**Work instructions**
Look below for the line that contains "out.extend(hard_split(sentence, max));", then copy it and each following line exactly, through and including the line that contains "Greedily join pieces".

**Excerpted records**
"""

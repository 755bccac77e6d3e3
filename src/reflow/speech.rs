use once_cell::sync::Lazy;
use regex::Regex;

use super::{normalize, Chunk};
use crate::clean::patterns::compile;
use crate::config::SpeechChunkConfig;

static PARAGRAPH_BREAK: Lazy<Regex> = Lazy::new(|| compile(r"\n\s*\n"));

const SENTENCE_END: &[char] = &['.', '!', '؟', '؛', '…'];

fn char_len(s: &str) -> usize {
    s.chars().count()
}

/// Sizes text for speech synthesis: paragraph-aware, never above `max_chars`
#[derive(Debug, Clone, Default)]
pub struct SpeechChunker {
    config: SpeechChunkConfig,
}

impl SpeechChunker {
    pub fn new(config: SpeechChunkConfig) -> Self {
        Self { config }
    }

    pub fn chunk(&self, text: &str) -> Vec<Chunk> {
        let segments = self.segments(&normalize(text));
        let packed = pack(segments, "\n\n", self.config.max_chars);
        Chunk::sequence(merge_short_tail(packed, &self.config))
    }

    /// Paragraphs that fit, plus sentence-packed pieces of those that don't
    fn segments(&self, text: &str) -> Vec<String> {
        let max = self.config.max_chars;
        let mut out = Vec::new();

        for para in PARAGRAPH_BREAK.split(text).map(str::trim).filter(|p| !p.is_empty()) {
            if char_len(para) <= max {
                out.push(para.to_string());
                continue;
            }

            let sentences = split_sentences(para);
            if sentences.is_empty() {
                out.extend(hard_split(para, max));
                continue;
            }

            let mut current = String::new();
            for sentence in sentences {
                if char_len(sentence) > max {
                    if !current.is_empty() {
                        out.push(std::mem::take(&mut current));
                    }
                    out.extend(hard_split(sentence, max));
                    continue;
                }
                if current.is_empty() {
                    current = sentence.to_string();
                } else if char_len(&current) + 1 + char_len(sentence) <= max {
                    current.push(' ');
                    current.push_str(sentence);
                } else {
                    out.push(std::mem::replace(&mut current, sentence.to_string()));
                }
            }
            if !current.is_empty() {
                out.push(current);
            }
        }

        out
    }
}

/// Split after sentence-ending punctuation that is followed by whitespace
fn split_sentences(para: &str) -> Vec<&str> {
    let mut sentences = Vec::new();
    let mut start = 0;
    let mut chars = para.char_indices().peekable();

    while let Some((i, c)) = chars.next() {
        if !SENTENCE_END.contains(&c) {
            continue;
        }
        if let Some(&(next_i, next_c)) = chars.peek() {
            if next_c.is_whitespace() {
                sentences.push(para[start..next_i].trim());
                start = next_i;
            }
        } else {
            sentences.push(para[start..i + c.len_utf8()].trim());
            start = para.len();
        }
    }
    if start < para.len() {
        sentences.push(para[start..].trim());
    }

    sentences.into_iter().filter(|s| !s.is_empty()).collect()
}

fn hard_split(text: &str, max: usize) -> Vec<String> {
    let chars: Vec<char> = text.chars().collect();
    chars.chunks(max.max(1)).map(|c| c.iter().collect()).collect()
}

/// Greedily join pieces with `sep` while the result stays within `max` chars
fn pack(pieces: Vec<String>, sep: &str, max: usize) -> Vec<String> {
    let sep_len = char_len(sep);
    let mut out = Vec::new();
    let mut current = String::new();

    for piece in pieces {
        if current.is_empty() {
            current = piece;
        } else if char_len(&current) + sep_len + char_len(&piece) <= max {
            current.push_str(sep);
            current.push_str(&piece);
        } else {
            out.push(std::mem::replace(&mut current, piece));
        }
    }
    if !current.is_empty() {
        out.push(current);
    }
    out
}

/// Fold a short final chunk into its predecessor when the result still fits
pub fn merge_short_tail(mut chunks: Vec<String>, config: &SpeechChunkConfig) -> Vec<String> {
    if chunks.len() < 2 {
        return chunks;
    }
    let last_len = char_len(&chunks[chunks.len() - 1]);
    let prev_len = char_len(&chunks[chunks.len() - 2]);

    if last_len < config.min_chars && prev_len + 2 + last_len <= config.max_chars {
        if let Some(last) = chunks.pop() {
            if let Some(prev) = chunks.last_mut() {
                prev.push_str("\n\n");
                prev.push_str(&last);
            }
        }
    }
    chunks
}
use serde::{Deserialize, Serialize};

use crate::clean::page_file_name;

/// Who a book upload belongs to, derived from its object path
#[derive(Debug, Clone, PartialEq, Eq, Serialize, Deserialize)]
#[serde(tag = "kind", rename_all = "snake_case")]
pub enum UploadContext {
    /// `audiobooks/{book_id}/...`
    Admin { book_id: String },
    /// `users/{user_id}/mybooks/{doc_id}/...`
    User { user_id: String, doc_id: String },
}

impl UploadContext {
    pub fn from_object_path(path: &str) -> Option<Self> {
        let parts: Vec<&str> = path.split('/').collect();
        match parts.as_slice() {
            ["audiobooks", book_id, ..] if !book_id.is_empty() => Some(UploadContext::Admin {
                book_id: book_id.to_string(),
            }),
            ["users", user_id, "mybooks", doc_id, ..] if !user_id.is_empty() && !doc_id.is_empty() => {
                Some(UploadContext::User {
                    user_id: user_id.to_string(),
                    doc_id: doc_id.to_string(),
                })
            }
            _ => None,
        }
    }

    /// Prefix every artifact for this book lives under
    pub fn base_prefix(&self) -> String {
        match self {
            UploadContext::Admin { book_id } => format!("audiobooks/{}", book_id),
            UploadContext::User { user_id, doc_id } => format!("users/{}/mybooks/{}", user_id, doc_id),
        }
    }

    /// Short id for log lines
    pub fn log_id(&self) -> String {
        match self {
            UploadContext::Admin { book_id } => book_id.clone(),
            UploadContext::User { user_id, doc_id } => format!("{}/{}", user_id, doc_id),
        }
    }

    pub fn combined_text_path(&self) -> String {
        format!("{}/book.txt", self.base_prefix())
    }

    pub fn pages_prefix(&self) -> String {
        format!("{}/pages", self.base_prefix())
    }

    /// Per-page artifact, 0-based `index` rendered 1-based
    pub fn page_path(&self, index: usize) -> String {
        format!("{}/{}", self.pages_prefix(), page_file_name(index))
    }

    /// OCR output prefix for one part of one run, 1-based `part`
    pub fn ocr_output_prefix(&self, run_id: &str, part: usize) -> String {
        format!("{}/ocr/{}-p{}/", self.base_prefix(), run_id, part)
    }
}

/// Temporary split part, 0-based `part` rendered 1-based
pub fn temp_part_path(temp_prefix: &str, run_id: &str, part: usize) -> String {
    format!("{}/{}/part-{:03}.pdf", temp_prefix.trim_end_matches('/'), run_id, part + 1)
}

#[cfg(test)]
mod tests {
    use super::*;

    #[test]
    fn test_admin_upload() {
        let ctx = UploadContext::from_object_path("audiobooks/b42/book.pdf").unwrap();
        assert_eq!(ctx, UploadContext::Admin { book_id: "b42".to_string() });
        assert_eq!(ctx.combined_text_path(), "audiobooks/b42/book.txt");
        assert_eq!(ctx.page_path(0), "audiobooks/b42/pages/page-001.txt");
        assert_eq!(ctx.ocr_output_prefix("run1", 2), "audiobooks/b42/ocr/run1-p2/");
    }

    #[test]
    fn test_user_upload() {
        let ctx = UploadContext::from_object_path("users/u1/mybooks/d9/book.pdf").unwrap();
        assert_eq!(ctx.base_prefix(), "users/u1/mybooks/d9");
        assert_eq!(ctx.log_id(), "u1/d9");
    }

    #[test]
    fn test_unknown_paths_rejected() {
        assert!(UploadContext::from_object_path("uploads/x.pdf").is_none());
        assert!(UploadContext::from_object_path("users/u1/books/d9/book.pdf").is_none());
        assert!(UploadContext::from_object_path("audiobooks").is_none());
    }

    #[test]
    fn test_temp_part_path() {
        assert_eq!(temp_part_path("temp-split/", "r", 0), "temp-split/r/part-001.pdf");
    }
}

"""
"""

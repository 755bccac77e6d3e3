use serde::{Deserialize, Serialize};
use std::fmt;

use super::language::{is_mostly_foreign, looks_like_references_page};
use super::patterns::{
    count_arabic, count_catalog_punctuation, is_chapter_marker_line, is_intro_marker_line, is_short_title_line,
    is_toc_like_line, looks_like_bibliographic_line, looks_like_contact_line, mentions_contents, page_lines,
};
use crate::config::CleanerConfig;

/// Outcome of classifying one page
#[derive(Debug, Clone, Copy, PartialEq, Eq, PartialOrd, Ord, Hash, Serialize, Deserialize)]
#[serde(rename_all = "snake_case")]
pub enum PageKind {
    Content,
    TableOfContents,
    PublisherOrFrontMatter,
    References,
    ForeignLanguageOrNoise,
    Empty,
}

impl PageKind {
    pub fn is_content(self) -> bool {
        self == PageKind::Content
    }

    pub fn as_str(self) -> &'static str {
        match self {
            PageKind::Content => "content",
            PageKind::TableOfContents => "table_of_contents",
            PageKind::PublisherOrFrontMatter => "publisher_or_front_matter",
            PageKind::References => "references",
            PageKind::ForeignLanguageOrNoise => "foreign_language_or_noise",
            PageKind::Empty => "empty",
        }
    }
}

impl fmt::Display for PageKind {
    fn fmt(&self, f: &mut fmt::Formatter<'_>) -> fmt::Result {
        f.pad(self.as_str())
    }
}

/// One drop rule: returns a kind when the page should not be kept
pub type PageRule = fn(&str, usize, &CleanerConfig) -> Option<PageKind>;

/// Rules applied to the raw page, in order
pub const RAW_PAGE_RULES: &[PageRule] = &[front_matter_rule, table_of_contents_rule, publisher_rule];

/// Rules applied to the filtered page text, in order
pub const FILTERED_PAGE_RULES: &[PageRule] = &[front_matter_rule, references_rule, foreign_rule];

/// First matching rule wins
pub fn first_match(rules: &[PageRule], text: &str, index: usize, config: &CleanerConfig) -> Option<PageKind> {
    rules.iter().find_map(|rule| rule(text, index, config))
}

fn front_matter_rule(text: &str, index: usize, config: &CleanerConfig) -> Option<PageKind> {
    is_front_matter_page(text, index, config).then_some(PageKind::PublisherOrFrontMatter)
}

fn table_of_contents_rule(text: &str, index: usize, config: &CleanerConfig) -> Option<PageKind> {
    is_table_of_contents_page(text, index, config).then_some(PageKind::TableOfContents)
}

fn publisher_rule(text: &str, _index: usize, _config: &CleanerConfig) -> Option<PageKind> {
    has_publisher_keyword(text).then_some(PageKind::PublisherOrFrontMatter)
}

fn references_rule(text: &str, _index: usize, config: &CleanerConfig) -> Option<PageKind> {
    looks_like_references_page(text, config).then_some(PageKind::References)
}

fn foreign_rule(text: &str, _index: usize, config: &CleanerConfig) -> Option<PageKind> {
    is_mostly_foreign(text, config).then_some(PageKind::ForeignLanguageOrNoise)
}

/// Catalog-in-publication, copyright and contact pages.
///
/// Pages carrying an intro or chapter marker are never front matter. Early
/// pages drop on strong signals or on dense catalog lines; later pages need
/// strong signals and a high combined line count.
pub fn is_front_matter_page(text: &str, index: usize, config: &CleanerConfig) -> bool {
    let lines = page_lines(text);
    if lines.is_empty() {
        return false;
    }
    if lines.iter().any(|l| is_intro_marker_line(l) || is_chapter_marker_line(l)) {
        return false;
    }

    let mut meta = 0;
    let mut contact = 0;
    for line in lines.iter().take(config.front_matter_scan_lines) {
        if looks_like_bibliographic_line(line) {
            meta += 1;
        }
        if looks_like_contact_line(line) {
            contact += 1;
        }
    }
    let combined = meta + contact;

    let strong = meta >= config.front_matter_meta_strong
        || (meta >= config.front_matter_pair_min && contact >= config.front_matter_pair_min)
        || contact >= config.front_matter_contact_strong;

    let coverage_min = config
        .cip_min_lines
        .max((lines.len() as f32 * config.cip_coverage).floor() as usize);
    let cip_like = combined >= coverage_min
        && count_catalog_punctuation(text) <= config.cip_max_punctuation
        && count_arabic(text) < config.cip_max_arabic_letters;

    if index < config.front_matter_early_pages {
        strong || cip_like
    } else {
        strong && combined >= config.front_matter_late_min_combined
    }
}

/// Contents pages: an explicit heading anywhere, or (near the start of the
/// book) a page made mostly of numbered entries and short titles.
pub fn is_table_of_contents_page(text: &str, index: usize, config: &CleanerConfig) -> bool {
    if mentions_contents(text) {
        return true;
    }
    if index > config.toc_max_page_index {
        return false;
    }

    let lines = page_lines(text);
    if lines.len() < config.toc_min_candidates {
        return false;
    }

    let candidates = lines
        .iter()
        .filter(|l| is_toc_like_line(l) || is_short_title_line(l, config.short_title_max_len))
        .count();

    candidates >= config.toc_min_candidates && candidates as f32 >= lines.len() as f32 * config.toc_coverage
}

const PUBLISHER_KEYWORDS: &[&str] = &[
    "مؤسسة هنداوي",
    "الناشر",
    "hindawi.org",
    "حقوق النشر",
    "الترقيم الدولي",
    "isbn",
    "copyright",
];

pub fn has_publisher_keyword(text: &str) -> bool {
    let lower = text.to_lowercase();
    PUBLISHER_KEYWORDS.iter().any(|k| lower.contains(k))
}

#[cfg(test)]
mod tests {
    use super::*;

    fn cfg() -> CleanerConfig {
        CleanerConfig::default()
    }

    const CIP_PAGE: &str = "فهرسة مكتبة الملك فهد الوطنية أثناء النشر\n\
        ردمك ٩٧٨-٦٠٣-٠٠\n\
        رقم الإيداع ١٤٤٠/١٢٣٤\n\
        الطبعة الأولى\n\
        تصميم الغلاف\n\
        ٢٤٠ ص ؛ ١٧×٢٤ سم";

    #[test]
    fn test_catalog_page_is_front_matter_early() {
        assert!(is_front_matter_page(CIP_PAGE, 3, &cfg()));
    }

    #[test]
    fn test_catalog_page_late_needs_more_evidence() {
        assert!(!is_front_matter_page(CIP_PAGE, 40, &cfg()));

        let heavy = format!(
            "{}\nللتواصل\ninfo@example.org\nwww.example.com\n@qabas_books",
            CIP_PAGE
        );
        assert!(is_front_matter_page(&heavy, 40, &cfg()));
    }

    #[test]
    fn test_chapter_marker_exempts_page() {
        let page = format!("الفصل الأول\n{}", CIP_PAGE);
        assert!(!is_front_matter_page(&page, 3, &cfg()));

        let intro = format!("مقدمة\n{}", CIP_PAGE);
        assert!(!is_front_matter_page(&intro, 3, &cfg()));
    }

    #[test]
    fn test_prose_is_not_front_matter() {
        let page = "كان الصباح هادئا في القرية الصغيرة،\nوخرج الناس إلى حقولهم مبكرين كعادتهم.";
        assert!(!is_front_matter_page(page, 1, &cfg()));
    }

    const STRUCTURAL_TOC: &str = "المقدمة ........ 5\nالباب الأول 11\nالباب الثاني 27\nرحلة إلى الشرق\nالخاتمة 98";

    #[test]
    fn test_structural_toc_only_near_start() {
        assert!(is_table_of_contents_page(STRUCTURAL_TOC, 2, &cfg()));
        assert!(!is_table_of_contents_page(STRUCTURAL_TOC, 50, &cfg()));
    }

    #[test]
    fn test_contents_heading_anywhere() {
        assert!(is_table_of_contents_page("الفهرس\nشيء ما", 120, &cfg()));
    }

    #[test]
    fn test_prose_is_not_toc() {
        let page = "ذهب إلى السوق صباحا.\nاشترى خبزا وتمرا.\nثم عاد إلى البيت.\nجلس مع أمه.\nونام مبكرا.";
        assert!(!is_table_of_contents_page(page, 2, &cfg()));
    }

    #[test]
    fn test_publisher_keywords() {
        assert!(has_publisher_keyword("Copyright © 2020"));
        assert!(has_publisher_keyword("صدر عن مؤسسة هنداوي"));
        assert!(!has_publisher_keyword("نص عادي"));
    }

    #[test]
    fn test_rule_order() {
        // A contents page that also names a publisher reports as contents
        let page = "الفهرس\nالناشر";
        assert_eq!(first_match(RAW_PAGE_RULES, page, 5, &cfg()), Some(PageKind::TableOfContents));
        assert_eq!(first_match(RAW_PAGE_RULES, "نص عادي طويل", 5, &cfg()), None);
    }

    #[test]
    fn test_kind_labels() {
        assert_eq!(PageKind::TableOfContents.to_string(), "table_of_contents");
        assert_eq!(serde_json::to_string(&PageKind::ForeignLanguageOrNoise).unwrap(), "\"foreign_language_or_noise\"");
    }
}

"""

**Task solution**
                    out.extend(hard_split(sentence, max));
                    continue;
                }
                if current.is_empty() {
                    current = sentence.to_string();
                } else if char_len(&current) + 1 + char_len(sentence) <= max {
                    current.push(' ');
                    current.push_str(sentence);
                } else {
                    out.push(std::mem::replace(&mut current, sentence.to_string()));
                }
            }
            if !current.is_empty() {
                out.push(current);
            }
        }

        out
    }
}

/// Split after sentence-ending punctuation that is followed by whitespace
fn split_sentences(para: &str) -> Vec<&str> {
    let mut sentences = Vec::new();
    let mut start = 0;
    let mut chars = para.char_indices().peekable();

    while let Some((i, c)) = chars.next() {
        if !SENTENCE_END.contains(&c) {
            continue;
        }
        if let Some(&(next_i, next_c)) = chars.peek() {
            if next_c.is_whitespace() {
                sentences.push(para[start..next_i].trim());
                start = next_i;
            }
        } else {
            sentences.push(para[start..i + c.len_utf8()].trim());
            start = para.len();
        }
    }
    if start < para.len() {
        sentences.push(para[start..].trim());
    }

    sentences.into_iter().filter(|s| !s.is_empty()).collect()
}

fn hard_split(text: &str, max: usize) -> Vec<String> {
    let chars: Vec<char> = text.chars().collect();
    chars.chunks(max.max(1)).map(|c| c.iter().collect()).collect()
}

/// Greedily join pieces with `sep` while the result stays within `max` chars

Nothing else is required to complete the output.